Long before daylight on the 2d began the terrible cannonade which preceded the attack of the 6th and 9th corps on the rebel works near Petersburg. This was miles away on our right, but the sound of the cannon and the reverberation through the woods, together with our anxiety as to how the battle would end, put us on an awful strain. In a few hours, however, we learned that our troops had been victorious and had broken and held the rebel lines in several places, and also that Gen. A. P. Hill, one of Lee's corps commanders, had been killed. On our part of the line we captured about one hundred of the enemy, also the cannon in the redoubt in our front.
About 8 o'clock our corps took up the line of march via the Boydton plank road, to near Petersburg. Here we formed line, about noon, parallel with the Appomattox river, the right of our line joining the left of the 6th corps. Here we were considerably annoyed by a battery of the enemy on the opposite side of the river, until some of our sharpshooters drove the cannoneers away from their guns.
Later in the day we took up a new line near a large brick house which the day before had been the rebel General Mahone's headquarters.
A little before dark the enemy from one of their forts opened on us with artillery, but did little damage, as we were sheltered by the brow of a hill and most of their shots passed over us. An officer of our division, while standing by a pump near the brick house mentioned above, was killed by a cannon ball which passed through the pump. Several men of the 57th who had gone to a spring in rear of our line for water were also injured by fragments of shell.
The enemy evacuated Petersburg and Richmond during the night of the 2d and morning of the 3d. Lee's army moved westward with the expectation of reaching Lynchburg or Danville, Va.

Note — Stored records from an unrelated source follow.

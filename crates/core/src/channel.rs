//! Channel trait — the abstraction over messaging platforms.
//!
//! A Channel connects one bot account to a messaging platform. It
//! authenticates, yields decoded [`InboundEvent`]s, and sends text back.
//! Chunking and pacing of long replies are handled above it, by the outbox.

use async_trait::async_trait;
use serde::{Deserialize, Serialize};
use tokio::sync::mpsc;

use crate::error::ChannelError;
use crate::event::InboundEvent;

/// Who the bot is on the platform, as reported at startup.
#[derive(Debug, Clone, PartialEq, Eq, Serialize, Deserialize)]
pub struct BotIdentity {
    /// Platform user id of the bot account
    pub id: i64,
    /// Handle without the leading `@`
    pub username: String,
}

/// The core Channel trait.
#[async_trait]
pub trait Channel: Send + Sync {
    /// Human-readable channel name (e.g., "telegram", "console").
    fn name(&self) -> &str;

    /// Authenticate and report the bot's own identity.
    ///
    /// Failure here is fatal for the bot instance.
    async fn connect(&self) -> Result<BotIdentity, ChannelError>;

    /// Start listening for incoming events.
    ///
    /// Returns a receiver that yields decoded events. Polling runs on a
    /// task owned by the channel.
    async fn start(
        &self,
    ) -> Result<mpsc::Receiver<Result<InboundEvent, ChannelError>>, ChannelError>;

    /// Send one message (already sized for the platform) to a chat.
    async fn send(
        &self,
        chat_id: i64,
        text: &str,
        reply_to: Option<i64>,
    ) -> Result<(), ChannelError>;

    /// Send a typing indicator (if the platform supports it).
    async fn send_typing(&self, _chat_id: i64) -> Result<(), ChannelError> {
        Ok(()) // No-op default
    }

    /// Stop the channel gracefully.
    async fn stop(&self) -> Result<(), ChannelError> {
        Ok(())
    }
}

Our corps took up the line of march in pursuit of the enemy about 8 o'clock a. m. on the 3d. We marched about twenty miles this day without any fighting, although some of our infantry and cavalry had some brisk skirmishes with the enemy's rear guard.
On the 4th we only marched about eight miles, but spent most of the day in repairing bridges the enemy had destroyed and mending the roads, which recent rains had put in very bad order. Our corps and the 6th were on what was known as the River road; the 5th corps and the main body of the cavalry were on a road further south, and Ord's army and the 9th corps were following the line of the South Side railroad.
By the evening of the 5th nearly all of Lee's army was at Amelia Court House. Lee had expected to find rations here for his army, which were ordered to be left there on the 2d. But the authorities at Richmond, anxious to get away, ordered the trains to go through to that place, where the rations were dumped out, the cars loaded with the heads of the various departments and their archives, and started south again, the occupants being in great dread of capture by the Yankees. The consequence was that Lee's army had to go hungry, as but little to eat was to be found in the country through which they were marching.
The 5th corps had reached Jetersville—a station on the South Side railroad—late in the afternoon of the 5th and began to entrench as they were in front and across the path of the rebel army, only five miles distant. Our corps joined the 5th corps about dark and the 6th corps a few hours later.